No, it means the opposite. An ultra-wide angle lens with zero distortion will make straight lines appear straight, but makes people in the corners look very stretched. In a horizontal photo people in the outer thirds will look fatter. In a vertical photo they will look taller. If using this lens for pictures of people, you will have to make some creative decisions and will have to be very conscious of its effects. You may decide to keep all people near the center of the frame. Or you may decide to have them rather extremely distorted near the edges. If you use this lens for group shots, you may be able to use software to correct the stretched out appearance of people in the outer thirds.


----------



## GMCPhotographics (Jul 25, 2016)

Thanks for your review Keith. The Canon 11-24L is the gold standard, but it's a large and uber-expensive lens. This little 12mm might be the ticket for an ultra wide that compliments a 16-35 / fisheye / Ts-e 17L set up. It won't take up too much space or weight in one's camera bag. One of the things that I used to really like about the Sigma 12-24mm mkI was the way that straight lines stayed straight. Unfortunately it was dogged by poor quality control, some bad vignetting and soft corners. But at f16, it was passable....and it gave such a great look on the world.
As much as i'd like the Canon 11-24L...at the moment, I don't need that angle of view at that cost. But this little Laowa 12mm looks like a little gem. What size filters does it need for full frame coverage?


----------



## pedro (Jul 25, 2016)

That's very intresting. I hope it's available at a pricetag below 500 CHF. Paid 380 CHF for my Samyang 14 F/2.8


----------



## GMCPhotographics (Jul 25, 2016)

keithcooper said:


> Mancubus said:
> 
> 
> > What do they mean "zero distortion" ? Will I be able to take group shots at 12mm in a small space without making the people in the corners appear super fat? If that's the case, I'm sold!
> ...



Most photographers don't realize that very few wide lenses are fully rectilinear corrected. The lens designers usually dial in a certain amount of barrel distortion to help make the lens more versatile.Only lenses that are designed for architecture are fully corrected, so that straight lines stay straight. But the problem is that circles become egg shaped on a fully corrected rectilinear wide lens. So the lens designers dial in an amount of friendly barrel distortion to counteract the circles to egg issues (group shots are the most common reason). Some times the lens designer gives the lens an extra 1/2 mm of wide focal length so the user can correct it in Photoshop at their pleasure and still keep the designated focal length. So I often chuckle to my self when reading lens review web sites that complain about barrel distortion in wide lenses as a bad thing. If we compare a fish eye, which is the opposite of a rectilinear corrected lens, circles stay circular but straight lines become curves. I really like the way the Canon 16-35mm treads a really well thought out middle ground to get a happy medium. But to get the best IQ, a 16-35mm is needed along with a Ts-e 17, a 8-15L and a 12mm to cover all eventualities. I've never found a wide lens that can "do it all". So I've always needed multiple options at the wide end depending on what I'm shooting and what I'm truing to achieve. 
Ever since the mighty but flawed Sigma 12-24mm mkI was launched I've wanted a really good fully corrected (architectural use) 12mm prime. It's a pity Canon didn't make it first.


----------



## The Supplanter (Jul 25, 2016)

"They’re claiming this to be the worlds widest f/2.8 lens."
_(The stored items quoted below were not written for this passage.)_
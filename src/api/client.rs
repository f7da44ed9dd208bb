//! Backend API client
//!
//! Every call gets a fresh bearer token from the session and is sent on its
//! own: no retries, no timeouts, no caching.

use reqwest::header::{HeaderMap, HeaderName, HeaderValue, AUTHORIZATION, CONTENT_TYPE};
use reqwest::{Client, Method};
use serde::de::DeserializeOwned;

use crate::auth::SessionManager;
use crate::core::{ChatError, Result};

/// Method, extra headers and JSON body for one API call
#[derive(Debug, Clone)]
pub struct ApiRequest {
    method: Method,
    headers: HeaderMap,
    body: Option<serde_json::Value>,
}

impl ApiRequest {
    /// A `GET` with no body
    pub fn get() -> Self {
        Self {
            method: Method::GET,
            headers: HeaderMap::new(),
            body: None,
        }
    }

    /// A `POST` carrying `body` as JSON
    pub fn post(body: serde_json::Value) -> Self {
        Self {
            method: Method::POST,
            headers: HeaderMap::new(),
            body: Some(body),
        }
    }

    /// Add a caller header; `Authorization` and `Content-Type` are always
    /// overwritten by the client
    pub fn header(mut self, name: HeaderName, value: HeaderValue) -> Self {
        self.headers.insert(name, value);
        self
    }
}

impl Default for ApiRequest {
    fn default() -> Self {
        Self::get()
    }
}

/// HTTP client for the agents backend
#[derive(Clone)]
pub struct ApiClient {
    client: Client,
    base_url: String,
}

impl ApiClient {
    /// Create a client for `base_url`
    pub fn new(base_url: impl Into<String>) -> Result<Self> {
        let client = Client::builder()
            .user_agent(concat!("foundry-chat/", env!("CARGO_PKG_VERSION")))
            .build()?;

        Ok(Self {
            client,
            base_url: base_url.into(),
        })
    }

    /// Base URL every path is appended to
    pub fn base_url(&self) -> &str {
        &self.base_url
    }

    /// Call `path` with a bearer token from `session` and decode the JSON reply
    pub async fn fetch<T: DeserializeOwned>(
        &self,
        session: &SessionManager,
        path: &str,
        request: ApiRequest,
    ) -> Result<T> {
        let token = session.acquire_access_token().await?;

        let mut headers = request.headers;
        headers.insert(
            AUTHORIZATION,
            HeaderValue::from_str(&format!("Bearer {}", token))
                .map_err(|_| ChatError::auth("Access token is not a valid header value"))?,
        );
        headers.insert(CONTENT_TYPE, HeaderValue::from_static("application/json"));

        let url = format!("{}{}", self.base_url, path);
        tracing::debug!(method = %request.method, %url, "API request");

        let mut builder = self.client.request(request.method, &url).headers(headers);
        if let Some(body) = request.body {
            builder = builder.body(serde_json::to_vec(&body)?);
        }

        let resp = builder.send().await?;

        let status = resp.status();
        if !status.is_success() {
            tracing::warn!(path, status = status.as_u16(), "API request failed");
            return Err(ChatError::api(path, status.as_u16()));
        }

        Ok(resp.json().await?)
    }
}
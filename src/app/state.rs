//! Application state container
//!
//! Agents, the selected agent, the transcript, the input draft and the
//! displayed error. It starts empty, is filled after sign-in and is reset on
//! sign-out.

use crate::core::{Agent, Message};

/// Everything the user sees besides the account
#[derive(Debug, Clone, Default)]
pub struct AppState {
    agents: Vec<Agent>,
    selected_agent: Option<String>,
    /// Append-only transcript
    messages: Vec<Message>,
    input: String,
    error: Option<String>,
}

impl AppState {
    pub fn new() -> Self {
        Self::default()
    }

    /// Agents from the last successful load
    pub fn agents(&self) -> &[Agent] {
        &self.agents
    }

    /// Id of the selected agent
    pub fn selected_agent(&self) -> Option<&str> {
        self.selected_agent.as_deref()
    }

    /// The selected agent's directory entry
    pub fn selected_agent_info(&self) -> Option<&Agent> {
        let id = self.selected_agent.as_deref()?;
        self.agents.iter().find(|a| a.id == id)
    }

    pub fn messages(&self) -> &[Message] {
        &self.messages
    }

    pub fn input(&self) -> &str {
        &self.input
    }

    pub fn error(&self) -> Option<&str> {
        self.error.as_deref()
    }

    pub fn set_input(&mut self, text: impl Into<String>) {
        self.input = text.into();
    }

    pub fn clear_input(&mut self) {
        self.input.clear();
    }

    pub fn set_error(&mut self, message: impl Into<String>) {
        self.error = Some(message.into());
    }

    pub fn clear_error(&mut self) {
        self.error = None;
    }

    /// Replace the agent list wholesale.
    ///
    /// A selection missing from the new list is dropped; with no selection
    /// left, the first listed agent is selected.
    pub fn replace_agents(&mut self, agents: Vec<Agent>) {
        self.agents = agents;

        if let Some(ref id) = self.selected_agent {
            if !self.agents.iter().any(|a| &a.id == id) {
                self.selected_agent = None;
            }
        }

        if self.selected_agent.is_none() {
            self.selected_agent = self.agents.first().map(|a| a.id.clone());
        }
    }

    /// Select a listed agent; returns false if `id` is not in the list
    pub fn select_agent(&mut self, id: &str) -> bool {
        if self.agents.iter().any(|a| a.id == id) {
            self.selected_agent = Some(id.to_string());
            true
        } else {
            false
        }
    }

    /// Append to the transcript
    pub fn push_message(&mut self, message: Message) {
        self.messages.push(message);
    }

    /// Drop agents, selection and transcript
    pub fn reset(&mut self) {
        self.agents.clear();
        self.selected_agent = None;
        self.messages.clear();
    }
}

#[cfg(test)]
mod tests {
    use super::*;

    fn agents() -> Vec<Agent> {
        vec![Agent::new("a1", "Agent One"), Agent::new("a2", "Agent Two")]
    }

    #[test]
    fn test_first_agent_selected() {
        let mut state = AppState::new();
        state.replace_agents(agents());
        assert_eq!(state.selected_agent(), Some("a1"));
        assert_eq!(state.selected_agent_info().unwrap().display_name, "Agent One");
    }

    #[test]
    fn test_empty_list_leaves_selection_unset() {
        let mut state = AppState::new();
        state.replace_agents(vec![]);
        assert_eq!(state.selected_agent(), None);
    }

    #[test]
    fn test_existing_selection_kept() {
        let mut state = AppState::new();
        state.replace_agents(agents());
        assert!(state.select_agent("a2"));

        state.replace_agents(agents());
        assert_eq!(state.selected_agent(), Some("a2"));
    }

    #[test]
    fn test_stale_selection_replaced() {
        let mut state = AppState::new();
        state.replace_agents(agents());
        assert!(state.select_agent("a2"));

        state.replace_agents(vec![Agent::new("a3", "Agent Three")]);
        assert_eq!(state.selected_agent(), Some("a3"));
    }

    #[test]
    fn test_unknown_agent_not_selected() {
        let mut state = AppState::new();
        state.replace_agents(agents());
        assert!(!state.select_agent("nope"));
        assert_eq!(state.selected_agent(), Some("a1"));
    }

    #[test]
    fn test_reset() {
        let mut state = AppState::new();
        state.replace_agents(agents());
        state.push_message(Message::user("hello"));
        state.set_input("draft");

        state.reset();
        assert!(state.agents().is_empty());
        assert_eq!(state.selected_agent(), None);
        assert!(state.messages().is_empty());
        assert_eq!(state.input(), "draft");
    }
}
//! Session manager
//!
//! Owns the signed-in account and turns it into bearer tokens for the
//! backend, trying silent acquisition before prompting the user.

use std::future::Future;
use std::sync::Arc;

use crate::auth::provider::IdentityProvider;
use crate::core::{Account, ChatError, Result, TokenRequest};

/// Run `primary`; if it fails only because user interaction is required,
/// run `secondary` instead. Every other outcome of `primary` is returned
/// unchanged.
pub async fn with_interactive_fallback<T, P, PF, S, SF>(primary: P, secondary: S) -> Result<T>
where
    P: FnOnce() -> PF,
    PF: Future<Output = Result<T>>,
    S: FnOnce() -> SF,
    SF: Future<Output = Result<T>>,
{
    match primary().await {
        Err(e) if e.is_interaction_required() => {
            tracing::warn!("Silent token acquisition needs interaction: {}", e);
            secondary().await
        }
        other => other,
    }
}

/// Sign-in state plus token acquisition for the backend API
pub struct SessionManager {
    provider: Arc<dyn IdentityProvider>,
    /// Scopes requested at sign-in
    login_scopes: Vec<String>,
    /// Scopes requested for backend API tokens
    api_scopes: Vec<String>,
    /// Active account, if signed in
    account: Option<Account>,
}

impl SessionManager {
    /// Create a signed-out session
    pub fn new(
        provider: Arc<dyn IdentityProvider>,
        login_scopes: Vec<String>,
        api_scopes: Vec<String>,
    ) -> Self {
        Self {
            provider,
            login_scopes,
            api_scopes,
            account: None,
        }
    }

    /// The signed-in account
    pub fn account(&self) -> Option<&Account> {
        self.account.as_ref()
    }

    /// Check if a user is signed in
    pub fn is_signed_in(&self) -> bool {
        self.account.is_some()
    }

    /// Name of the underlying identity provider
    pub fn provider_name(&self) -> &str {
        self.provider.name()
    }

    /// Run the interactive sign-in flow
    pub async fn sign_in(&mut self) -> Result<&Account> {
        let account = self.provider.login_interactive(&self.login_scopes).await?;
        tracing::info!(username = %account.username, "Signed in");
        Ok(self.account.insert(account))
    }

    /// Forget the account and end the provider session.
    ///
    /// The local account is gone even when the provider call fails.
    pub async fn sign_out(&mut self) -> Result<()> {
        let Some(account) = self.account.take() else {
            return Ok(());
        };

        tracing::info!(username = %account.username, "Signing out");
        self.provider.logout(&account).await
    }

    /// Get a bearer token for the backend API
    pub async fn acquire_access_token(&self) -> Result<String> {
        let account = self
            .account
            .as_ref()
            .ok_or_else(|| ChatError::auth("No account signed in"))?;
        let request = TokenRequest::new(self.api_scopes.clone(), account.clone());

        let token = with_interactive_fallback(
            || self.provider.acquire_token_silent(&request),
            || self.provider.acquire_token_interactive(&request),
        )
        .await?;

        Ok(token.secret)
    }
}
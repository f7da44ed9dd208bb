//! Configuration management for foundry-chat
//!
//! Supports environment variables, a config file, and CLI overrides.
//! Every environment variable is also accepted with a `VITE_` prefix so the
//! `.env` of an existing web front end can be reused as is.
//!
//! Config file location: ~/.config/foundry-chat/config.toml

use serde::{Deserialize, Serialize};
use std::env;
use std::fs;
use std::path::{Path, PathBuf};

use crate::core::error::{ChatError, Result};

const DEFAULT_AUTHORITY_HOST: &str = "https://login.microsoftonline.com";
const DEFAULT_REDIRECT_URI: &str = "http://localhost:5173/";

/// Main configuration for foundry-chat
#[derive(Debug, Clone, Serialize, Deserialize, Default)]
pub struct Config {
    /// Backend API configuration
    pub api: ApiConfig,
    /// Identity provider configuration
    pub auth: AuthConfig,
}

/// Backend API configuration
#[derive(Debug, Clone, Serialize, Deserialize)]
pub struct ApiConfig {
    /// Base URL prefixed to every API path
    pub base_url: String,
}

/// Identity provider configuration
#[derive(Debug, Clone, Serialize, Deserialize)]
pub struct AuthConfig {
    /// Directory (tenant) the authority is built from
    pub tenant_id: String,
    /// Application (client) id of this client
    pub client_id: String,
    /// Scope requested for backend API tokens
    pub api_scope: String,
    /// Authority host, without the tenant segment
    /// Default: https://login.microsoftonline.com
    #[serde(default = "default_authority_host")]
    pub authority_host: String,
    /// Registered redirect URI; the loopback listener binds to its host and port
    /// Default: http://localhost:5173/
    #[serde(default = "default_redirect_uri")]
    pub redirect_uri: String,
    /// Scopes requested at sign-in
    #[serde(default = "default_login_scopes")]
    pub login_scopes: Vec<String>,
    /// How long to wait for the browser redirect, in seconds
    #[serde(default = "default_callback_timeout")]
    pub callback_timeout_secs: u64,
}

fn default_login_scopes() -> Vec<String> {
    vec![
        "openid".to_string(),
        "profile".to_string(),
        "email".to_string(),
    ]
}

fn default_callback_timeout() -> u64 {
    300
}

fn default_authority_host() -> String {
    DEFAULT_AUTHORITY_HOST.to_string()
}

fn default_redirect_uri() -> String {
    DEFAULT_REDIRECT_URI.to_string()
}

/// Read `name`, falling back to `VITE_<name>`
fn env_var(name: &str) -> Option<String> {
    env::var(name)
        .or_else(|_| env::var(format!("VITE_{}", name)))
        .ok()
        .filter(|v| !v.trim().is_empty())
}

impl Default for ApiConfig {
    fn default() -> Self {
        Self {
            base_url: env_var("API_BASE").unwrap_or_default(),
        }
    }
}

impl Default for AuthConfig {
    fn default() -> Self {
        Self {
            tenant_id: env_var("TENANT_ID").unwrap_or_default(),
            client_id: env_var("SPA_CLIENT_ID").unwrap_or_default(),
            api_scope: env_var("API_SCOPE").unwrap_or_default(),
            authority_host: env_var("AUTHORITY_HOST")
                .unwrap_or_else(|| DEFAULT_AUTHORITY_HOST.to_string()),
            redirect_uri: env_var("REDIRECT_URI")
                .unwrap_or_else(|| DEFAULT_REDIRECT_URI.to_string()),
            login_scopes: default_login_scopes(),
            callback_timeout_secs: default_callback_timeout(),
        }
    }
}

impl Config {
    /// Get the config directory path
    pub fn config_dir() -> PathBuf {
        dirs::config_dir()
            .unwrap_or_else(|| PathBuf::from("."))
            .join("foundry-chat")
    }

    /// Get the config file path
    pub fn config_file() -> PathBuf {
        Self::config_dir().join("config.toml")
    }

    /// Load configuration from file, environment, and defaults
    ///
    /// Priority: CLI args > config file > environment > defaults. A config
    /// file replaces the environment as a whole; values are not merged.
    pub fn load() -> Self {
        // Try to load .env file if it exists
        let _ = dotenvy::dotenv();

        let config_path = Self::config_file();
        if !config_path.exists() {
            tracing::debug!("No config file, using environment configuration");
            return Self::default();
        }

        match Self::load_from_path(&config_path) {
            Ok(config) => config,
            Err(e) => {
                tracing::warn!(
                    path = %config_path.display(),
                    "Ignoring config file, using environment configuration: {}",
                    e
                );
                Self::default()
            }
        }
    }

    /// Load configuration from file only
    pub fn load_from_file() -> Result<Self> {
        let config_path = Self::config_file();

        if !config_path.exists() {
            return Err(ChatError::config("Config file not found"));
        }

        Self::load_from_path(&config_path)
    }

    /// Load configuration from a specific TOML file
    pub fn load_from_path(path: &Path) -> Result<Self> {
        let content = fs::read_to_string(path)
            .map_err(|e| ChatError::config(format!("Failed to read config: {}", e)))?;

        Self::from_toml(&content)
    }

    /// Parse configuration from TOML text
    pub fn from_toml(content: &str) -> Result<Self> {
        toml::from_str(content)
            .map_err(|e| ChatError::config(format!("Failed to parse config: {}", e)))
    }

    /// Check that everything needed to sign in and call the backend is set
    pub fn validate(&self) -> Result<()> {
        let required = [
            ("API_BASE", &self.api.base_url),
            ("TENANT_ID", &self.auth.tenant_id),
            ("SPA_CLIENT_ID", &self.auth.client_id),
            ("API_SCOPE", &self.auth.api_scope),
        ];

        let missing: Vec<&str> = required
            .iter()
            .filter(|(_, value)| value.trim().is_empty())
            .map(|(name, _)| *name)
            .collect();

        if !missing.is_empty() {
            return Err(ChatError::config(format!(
                "Missing required settings: {}",
                missing.join(", ")
            )));
        }

        url::Url::parse(&self.api.base_url)
            .map_err(|e| ChatError::config(format!("Invalid API_BASE: {}", e)))?;
        url::Url::parse(&self.auth.redirect_uri)
            .map_err(|e| ChatError::config(format!("Invalid REDIRECT_URI: {}", e)))?;

        Ok(())
    }

    /// Authority URL for the configured tenant
    pub fn authority(&self) -> String {
        format!(
            "{}/{}",
            self.auth.authority_host.trim_end_matches('/'),
            self.auth.tenant_id
        )
    }

    /// Scopes requested for backend API tokens
    pub fn api_scopes(&self) -> Vec<String> {
        vec![self.auth.api_scope.clone()]
    }

    /// Generate a default config file content for display
    pub fn default_config_toml() -> String {
        let config = Config::default();
        toml::to_string_pretty(&config)
            .unwrap_or_else(|_| String::from("# Error generating config"))
    }
}
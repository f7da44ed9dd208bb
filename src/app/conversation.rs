//! Conversation controller
//!
//! A send appends the user message right away, then either the assistant's
//! answer or a displayed error. The user message is never rolled back.

use crate::api::ApiRequest;
use crate::app::App;
use crate::core::{ChatRequest, ChatResponse, Message};

impl App {
    /// Edit the input draft
    pub fn set_input(&mut self, text: impl Into<String>) {
        self.state.set_input(text);
    }

    /// Send whatever is in the input draft
    pub async fn submit_input(&mut self) {
        let text = self.state.input().to_string();
        self.send_message(&text).await;
    }

    /// Send `text` to the selected agent.
    ///
    /// Blank text or no selected agent makes this a no-op.
    pub async fn send_message(&mut self, text: &str) {
        let text = text.trim();
        let Some(agent_id) = self.state.selected_agent().map(str::to_string) else {
            return;
        };
        if text.is_empty() {
            return;
        }

        self.state.clear_input();
        self.state.clear_error();
        self.state.push_message(Message::user(text));

        let body = match serde_json::to_value(ChatRequest {
            agent_id: &agent_id,
            message: text,
        }) {
            Ok(body) => body,
            Err(e) => {
                self.state.set_error(e.to_string());
                return;
            }
        };

        let result = self
            .api
            .fetch::<ChatResponse>(&self.session, "/chat", ApiRequest::post(body))
            .await;

        match result {
            Ok(res) => {
                self.state
                    .push_message(Message::assistant(res.answer_or_placeholder()));
            }
            Err(e) => {
                tracing::warn!(agent_id = %agent_id, "Chat request failed: {}", e);
                self.state.set_error(e.to_string());
            }
        }
    }
}
//! foundry-chat - terminal chat client for backend-configured agents
//!
//! Signs the user in with Microsoft Entra ID, lists the conversational agents
//! the backend exposes, and chats with the selected one.
//!
//! # Architecture
//!
//! - **Core**: Shared types, configuration, and error handling
//! - **Auth**: Identity provider seam, Entra ID implementation, session manager
//! - **API**: Bearer-authenticated JSON calls to the backend
//! - **App**: State container, agent directory, and conversation controller
//! - **CLI**: REPL and slash commands
//!
//! # Usage
//!
//! ```rust,no_run
//! use foundry_chat::{App, Config};
//!
//! #[tokio::main]
//! async fn main() {
//!     let config = Config::load();
//!     let mut app = App::from_config(&config).unwrap();
//!
//!     app.sign_in().await;
//!     app.send_message("Hello").await;
//!
//!     for message in app.state().messages() {
//!         println!("{}: {}", message.role, message.text);
//!     }
//! }
//! ```

pub mod api;
pub mod app;
pub mod auth;
pub mod cli;
pub mod core;

// Re-export commonly used items
pub use app::{App, AppState};
pub use cli::Repl;
pub use core::{ChatError, Config, Result};
//! Core module - shared infrastructure for foundry-chat
//!
//! Configuration, the error taxonomy, and the data types every other module
//! passes around.

pub mod config;
pub mod error;
pub mod types;

pub use config::Config;
pub use error::{ChatError, Result};
pub use types::*;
Actually, that claim belongs to the Samyang/Rokinon 10mm f/2.8 lens. But I'm assuming they mean world's widest full-frame f/2.8 lens.


----------



## dash2k8 (Jul 26, 2016)

If it's within my price range (less than $600USD) I'm definitely getting one.


----------



## Luds34 (Jul 26, 2016)

dash2k8 said:


> If it's within my price range (less than $600USD) I'm definitely getting one.



My thinking as well. Not something I need very often, but a great tool to have in the bag for when I do.


----------



## keithcooper (Jul 26, 2016)

*Pricing*

I believe the initial pricing you're looking for will be in their KS program - however I've no other commercial info on the product, I was just lucky enough to get to try it out ;-)

The link I have is:
http://www.kickstarter.com/profile/laowa/

I believe it's active later this week?


----------



## cayenne (Jul 26, 2016)

I've really enjoyed my Rokinon 14mm rectilnear lens for many years now, almost as long as I've had my 5D3 when it came out....<P>
Bang for the buck, the little Rokinon has really been a workhorse lens for me when I needed a really nice wide lens...<P>
The newer models of the Rokinon I think have a focus assist chip in them, but I've not seen that in action.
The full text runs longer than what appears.